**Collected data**
· · ·

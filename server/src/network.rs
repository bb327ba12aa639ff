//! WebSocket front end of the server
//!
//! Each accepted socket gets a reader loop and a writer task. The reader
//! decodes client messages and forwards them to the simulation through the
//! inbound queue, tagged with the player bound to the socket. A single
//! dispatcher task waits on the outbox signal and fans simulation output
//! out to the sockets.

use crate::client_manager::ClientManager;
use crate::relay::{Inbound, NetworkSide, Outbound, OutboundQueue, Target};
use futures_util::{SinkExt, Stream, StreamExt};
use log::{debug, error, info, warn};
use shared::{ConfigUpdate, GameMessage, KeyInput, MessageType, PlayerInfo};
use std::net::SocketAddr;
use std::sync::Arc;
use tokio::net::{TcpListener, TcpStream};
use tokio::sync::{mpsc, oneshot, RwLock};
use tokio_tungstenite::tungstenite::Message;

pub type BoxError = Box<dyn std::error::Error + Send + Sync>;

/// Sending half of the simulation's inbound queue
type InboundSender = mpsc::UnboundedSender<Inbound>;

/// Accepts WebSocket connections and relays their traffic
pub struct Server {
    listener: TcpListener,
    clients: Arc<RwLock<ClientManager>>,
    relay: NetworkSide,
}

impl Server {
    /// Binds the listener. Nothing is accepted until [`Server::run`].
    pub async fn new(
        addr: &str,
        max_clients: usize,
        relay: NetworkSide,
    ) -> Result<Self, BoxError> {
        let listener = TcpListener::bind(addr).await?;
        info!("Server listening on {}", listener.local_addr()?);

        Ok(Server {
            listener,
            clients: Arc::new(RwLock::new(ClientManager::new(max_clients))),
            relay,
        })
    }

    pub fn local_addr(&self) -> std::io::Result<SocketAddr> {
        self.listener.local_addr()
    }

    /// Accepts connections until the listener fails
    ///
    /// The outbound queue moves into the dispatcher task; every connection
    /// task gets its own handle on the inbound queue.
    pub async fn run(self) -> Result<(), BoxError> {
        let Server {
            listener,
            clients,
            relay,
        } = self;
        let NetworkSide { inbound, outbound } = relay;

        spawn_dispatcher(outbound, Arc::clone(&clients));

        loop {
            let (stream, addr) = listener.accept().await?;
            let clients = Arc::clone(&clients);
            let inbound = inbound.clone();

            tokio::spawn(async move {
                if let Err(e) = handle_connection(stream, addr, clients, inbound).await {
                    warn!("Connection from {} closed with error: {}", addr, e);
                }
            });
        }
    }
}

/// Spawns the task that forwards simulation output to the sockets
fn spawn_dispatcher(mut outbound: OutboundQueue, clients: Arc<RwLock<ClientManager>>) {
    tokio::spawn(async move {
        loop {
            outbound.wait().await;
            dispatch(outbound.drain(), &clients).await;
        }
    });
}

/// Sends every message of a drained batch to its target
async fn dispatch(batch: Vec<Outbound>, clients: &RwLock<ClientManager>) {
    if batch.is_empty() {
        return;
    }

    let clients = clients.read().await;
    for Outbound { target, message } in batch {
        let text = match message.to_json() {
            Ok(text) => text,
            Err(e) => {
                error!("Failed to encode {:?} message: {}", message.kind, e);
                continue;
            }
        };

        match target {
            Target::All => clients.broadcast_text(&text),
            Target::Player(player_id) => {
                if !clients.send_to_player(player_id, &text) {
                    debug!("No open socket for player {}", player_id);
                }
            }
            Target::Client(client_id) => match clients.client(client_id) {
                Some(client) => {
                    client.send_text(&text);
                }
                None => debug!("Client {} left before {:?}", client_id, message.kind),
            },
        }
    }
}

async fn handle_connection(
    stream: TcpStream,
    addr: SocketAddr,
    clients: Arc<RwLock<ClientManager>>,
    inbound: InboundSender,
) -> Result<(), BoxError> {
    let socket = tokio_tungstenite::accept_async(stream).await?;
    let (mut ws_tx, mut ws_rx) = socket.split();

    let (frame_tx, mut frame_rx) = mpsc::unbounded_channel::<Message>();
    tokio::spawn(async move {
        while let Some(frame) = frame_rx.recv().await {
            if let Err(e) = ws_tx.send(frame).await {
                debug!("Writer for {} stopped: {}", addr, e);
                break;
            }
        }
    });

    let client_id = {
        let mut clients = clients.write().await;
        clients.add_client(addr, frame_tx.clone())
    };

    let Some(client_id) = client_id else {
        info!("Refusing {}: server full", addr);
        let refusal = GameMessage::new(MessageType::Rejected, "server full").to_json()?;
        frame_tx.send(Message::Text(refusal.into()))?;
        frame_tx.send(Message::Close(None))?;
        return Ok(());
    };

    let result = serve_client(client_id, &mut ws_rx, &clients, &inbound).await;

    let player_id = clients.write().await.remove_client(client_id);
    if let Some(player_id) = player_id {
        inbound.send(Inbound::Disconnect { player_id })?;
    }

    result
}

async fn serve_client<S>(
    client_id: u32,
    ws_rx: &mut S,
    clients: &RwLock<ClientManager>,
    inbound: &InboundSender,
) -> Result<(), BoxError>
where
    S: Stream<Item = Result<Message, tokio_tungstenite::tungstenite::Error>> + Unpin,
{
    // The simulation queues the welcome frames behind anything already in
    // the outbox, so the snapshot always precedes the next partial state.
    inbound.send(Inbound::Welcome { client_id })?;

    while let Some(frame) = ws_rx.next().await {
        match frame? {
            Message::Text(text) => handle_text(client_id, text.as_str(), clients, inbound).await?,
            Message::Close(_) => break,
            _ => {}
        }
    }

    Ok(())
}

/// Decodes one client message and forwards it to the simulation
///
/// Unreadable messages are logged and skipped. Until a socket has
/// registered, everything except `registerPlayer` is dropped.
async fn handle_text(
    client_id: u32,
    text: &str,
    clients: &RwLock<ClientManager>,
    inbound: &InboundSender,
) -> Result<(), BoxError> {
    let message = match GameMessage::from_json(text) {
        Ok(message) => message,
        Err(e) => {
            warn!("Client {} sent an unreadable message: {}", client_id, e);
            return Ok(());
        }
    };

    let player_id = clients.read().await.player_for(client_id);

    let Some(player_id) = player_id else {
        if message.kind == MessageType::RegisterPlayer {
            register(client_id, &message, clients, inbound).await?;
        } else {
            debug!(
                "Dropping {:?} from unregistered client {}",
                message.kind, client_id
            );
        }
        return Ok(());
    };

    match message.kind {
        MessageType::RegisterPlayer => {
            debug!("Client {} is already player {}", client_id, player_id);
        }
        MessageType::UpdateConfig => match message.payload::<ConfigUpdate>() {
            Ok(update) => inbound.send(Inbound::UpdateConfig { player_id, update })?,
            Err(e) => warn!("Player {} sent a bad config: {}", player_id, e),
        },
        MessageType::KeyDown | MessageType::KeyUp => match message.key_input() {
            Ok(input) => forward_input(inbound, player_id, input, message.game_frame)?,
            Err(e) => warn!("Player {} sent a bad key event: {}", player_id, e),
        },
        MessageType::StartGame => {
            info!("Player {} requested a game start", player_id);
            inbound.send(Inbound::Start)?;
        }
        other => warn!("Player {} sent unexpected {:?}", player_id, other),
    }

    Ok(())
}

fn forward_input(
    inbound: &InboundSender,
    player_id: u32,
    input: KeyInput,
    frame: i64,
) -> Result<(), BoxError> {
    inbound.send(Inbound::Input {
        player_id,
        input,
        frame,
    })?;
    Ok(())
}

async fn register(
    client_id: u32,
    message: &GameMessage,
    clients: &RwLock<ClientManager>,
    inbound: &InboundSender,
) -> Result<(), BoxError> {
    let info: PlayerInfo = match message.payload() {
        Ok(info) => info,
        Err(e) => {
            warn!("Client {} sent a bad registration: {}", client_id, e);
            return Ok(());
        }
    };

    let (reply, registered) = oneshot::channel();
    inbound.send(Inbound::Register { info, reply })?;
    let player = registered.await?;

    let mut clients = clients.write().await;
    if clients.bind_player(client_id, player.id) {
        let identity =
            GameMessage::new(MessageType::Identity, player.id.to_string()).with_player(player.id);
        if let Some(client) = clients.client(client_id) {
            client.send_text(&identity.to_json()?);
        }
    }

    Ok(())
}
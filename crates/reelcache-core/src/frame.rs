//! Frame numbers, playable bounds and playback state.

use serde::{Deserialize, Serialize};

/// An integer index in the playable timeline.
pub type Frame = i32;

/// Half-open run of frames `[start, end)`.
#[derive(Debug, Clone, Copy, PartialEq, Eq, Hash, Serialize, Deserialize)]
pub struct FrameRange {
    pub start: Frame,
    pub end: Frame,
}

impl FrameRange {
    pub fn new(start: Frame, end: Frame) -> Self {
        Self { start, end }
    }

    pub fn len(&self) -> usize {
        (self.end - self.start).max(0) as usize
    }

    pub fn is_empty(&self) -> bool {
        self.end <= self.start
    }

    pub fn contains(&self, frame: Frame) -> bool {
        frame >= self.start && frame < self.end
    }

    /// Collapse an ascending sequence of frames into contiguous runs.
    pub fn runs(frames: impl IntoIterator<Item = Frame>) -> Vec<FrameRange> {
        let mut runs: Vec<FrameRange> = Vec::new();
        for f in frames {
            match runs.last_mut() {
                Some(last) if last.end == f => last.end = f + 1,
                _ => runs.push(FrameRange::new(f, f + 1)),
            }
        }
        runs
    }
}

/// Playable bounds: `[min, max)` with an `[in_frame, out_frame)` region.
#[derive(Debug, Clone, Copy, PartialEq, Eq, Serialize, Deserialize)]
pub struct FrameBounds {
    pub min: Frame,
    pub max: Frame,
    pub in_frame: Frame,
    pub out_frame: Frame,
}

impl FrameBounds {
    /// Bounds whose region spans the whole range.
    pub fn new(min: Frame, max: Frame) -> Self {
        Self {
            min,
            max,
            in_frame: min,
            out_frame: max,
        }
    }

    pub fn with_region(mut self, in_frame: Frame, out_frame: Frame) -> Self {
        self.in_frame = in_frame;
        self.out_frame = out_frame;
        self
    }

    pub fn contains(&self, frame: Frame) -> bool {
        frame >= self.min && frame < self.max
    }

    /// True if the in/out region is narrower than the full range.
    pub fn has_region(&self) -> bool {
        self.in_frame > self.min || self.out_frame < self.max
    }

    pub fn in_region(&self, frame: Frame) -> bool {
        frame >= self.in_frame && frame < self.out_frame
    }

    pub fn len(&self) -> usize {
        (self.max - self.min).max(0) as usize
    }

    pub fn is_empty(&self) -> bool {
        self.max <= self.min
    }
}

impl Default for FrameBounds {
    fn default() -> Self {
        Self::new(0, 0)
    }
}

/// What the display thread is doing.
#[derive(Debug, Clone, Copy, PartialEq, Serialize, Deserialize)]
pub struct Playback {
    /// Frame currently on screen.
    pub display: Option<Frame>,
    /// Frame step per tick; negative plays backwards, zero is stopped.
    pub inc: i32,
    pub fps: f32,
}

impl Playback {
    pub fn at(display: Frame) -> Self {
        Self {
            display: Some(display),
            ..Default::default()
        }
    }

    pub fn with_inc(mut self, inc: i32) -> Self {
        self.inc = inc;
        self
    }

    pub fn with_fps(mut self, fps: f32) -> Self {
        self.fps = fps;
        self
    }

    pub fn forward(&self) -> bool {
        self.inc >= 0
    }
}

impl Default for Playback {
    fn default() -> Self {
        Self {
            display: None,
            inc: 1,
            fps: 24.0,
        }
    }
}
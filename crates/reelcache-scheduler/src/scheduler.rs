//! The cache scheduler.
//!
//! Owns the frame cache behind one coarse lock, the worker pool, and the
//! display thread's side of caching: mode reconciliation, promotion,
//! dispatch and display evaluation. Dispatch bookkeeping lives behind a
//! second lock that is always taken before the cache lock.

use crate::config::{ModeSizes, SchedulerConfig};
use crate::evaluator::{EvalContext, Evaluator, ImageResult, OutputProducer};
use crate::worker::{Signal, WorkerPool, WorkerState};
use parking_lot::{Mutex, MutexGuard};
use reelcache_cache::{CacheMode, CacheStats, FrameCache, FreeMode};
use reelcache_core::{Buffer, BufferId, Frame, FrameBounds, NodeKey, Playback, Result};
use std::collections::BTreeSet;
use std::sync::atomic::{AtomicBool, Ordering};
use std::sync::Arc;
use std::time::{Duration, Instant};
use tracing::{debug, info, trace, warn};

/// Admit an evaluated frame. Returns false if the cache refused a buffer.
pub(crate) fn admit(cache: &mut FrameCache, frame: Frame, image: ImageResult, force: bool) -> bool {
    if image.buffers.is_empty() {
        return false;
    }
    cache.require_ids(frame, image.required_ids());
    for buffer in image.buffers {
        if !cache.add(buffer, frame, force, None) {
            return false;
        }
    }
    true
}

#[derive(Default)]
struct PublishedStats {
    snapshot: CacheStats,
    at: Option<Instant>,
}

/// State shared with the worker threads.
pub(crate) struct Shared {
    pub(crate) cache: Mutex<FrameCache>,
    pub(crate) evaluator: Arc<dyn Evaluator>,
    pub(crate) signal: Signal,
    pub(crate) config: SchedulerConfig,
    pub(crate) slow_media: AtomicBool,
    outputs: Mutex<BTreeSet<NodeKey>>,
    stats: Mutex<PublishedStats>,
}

· · ·

**EXERCISE**
The answer must be every line from the records above that contains "sockets".

**COMPLETED TASK**
//! out to the sockets.
/// Spawns the task that forwards simulation output to the sockets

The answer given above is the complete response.